AVI slams board’s ‘intransigence and disregard for good corporate governance’
In response, AVI and three other shareholders, representing over 18% of TPIL’s ordinary shares, have requisitioned a resolution to remove director Joshua Targoff. Targoff is a partner, COO and general counsel at Third Point and also sits on the trust’s board.
“The board’s intransigence and disregard for good corporate governance in their continued refusal to put our discount-control related resolution to shareholders has led us to propose this resolution instead as a proxy,” AVI executive director Tom Treanor said.
“Shareholders wishing to express their support for our original resolution should vote for the resolution to remove Mr Targoff.”
Board says attempts to remove director are ‘wholly without merit’
In an RNS filing on Wednesday, the board slammed the resolution as being “wholly without merit” and expressed its “unanimous support” for Targoff.
It denied claims his position on the board represents a conflict of interest, noting that, “among other things,” he does not attend meetings of board committees where matters concerning the trust’s relationship with Third Point are discussed.
“He [Targoff] is fully focused on the measures introduced to reduce the discount and the other directors have found it beneficial to work alongside a representative of Third Point LLC who owes all of the usual director duties to the company.”
Even before AVI put forward the resolution, Targoff’s position on the board appeared precarious. At the investment company’s AGM in July, more than 20% of shareholders voted against his reappointment.
The board said it regretted “further time and company resources are being expended in responding to the attempts of AVI and the other requisitionists to disrupt the company’s efforts to enhance shareholder value”.
‘If our proposal was not backed by a majority of shareholders we would move on’

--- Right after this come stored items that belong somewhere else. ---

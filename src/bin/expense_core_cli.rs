use std::{env, process};

use expense_core::{
    cli::{
        output::{self, OutputPreferences},
        parse_args,
        report::print_report,
        Command, Invocation, USAGE,
    },
    config::{Config, ConfigManager},
    core::{sample::sample_expenses, services::ReportService},
    domain::Expense,
    errors::CliError,
    init,
    utils::{build_info, snapshot},
};

fn main() {
    init();

    let invocation = match parse_args(env::args().skip(1)) {
        Ok(invocation) => invocation,
        Err(err) => {
            eprintln!("Error: {err}");
            eprintln!("{USAGE}");
            process::exit(2);
        }
    };

    if let Err(err) = run(&invocation) {
        output::error(format!("Error: {err}"));
        process::exit(1);
    }
}

fn run(invocation: &Invocation) -> Result<(), CliError> {
    output::set_preferences(OutputPreferences {
        plain: invocation.plain,
    });

    match &invocation.command {
        Command::Version => {
            println!("{}", build_info::current());
        }
        Command::Config => {
            let mut config = load_config()?;
            config.insights = invocation.insight_config(config.insights);
            println!("{}", serde_json::to_string_pretty(&config)?);
        }
        Command::Sample => report(invocation, &sample_expenses())?,
        Command::Report(path) => {
            let expenses = snapshot::load_expenses_from_path(path)?;
            report(invocation, &expenses)?;
        }
    }

    Ok(())
}

fn load_config() -> Result<Config, CliError> {
    Ok(ConfigManager::from_env().load()?)
}

fn report(invocation: &Invocation, expenses: &[Expense]) -> Result<(), CliError> {
    let config = load_config()?;
    let insight_config = invocation.insight_config(config.insights);

    let Some(report) = ReportService::build(expenses, &insight_config)? else {
        if invocation.json {
            println!("null");
        } else {
            output::warning("No expenses recorded yet. Add some to see your statistics.");
        }
        return Ok(());
    };

    if invocation.json {
        println!("{}", serde_json::to_string_pretty(&report)?);
    } else {
        print_report(&report, &config.currency_symbol);
    }
    Ok(())
}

AVI said that contrary to the board’s assertions, it has “no interest in prolonging this dispute” over the discount control mechanism.
“If our proposal was not backed by a majority of independent shareholders, we would quite happily move on,” Treanor said.
“All we have ever sought is a transparent vote to assess shareholders’ views. The board’s rationale for not adopting the measures we have called for – despite such measures reflecting the underlying redemption terms offered by the master fund – seems to be that too many shareholders will want an exit. This demonstrates an alarming lack of confidence in natural demand for TPIL’s investment proposition.”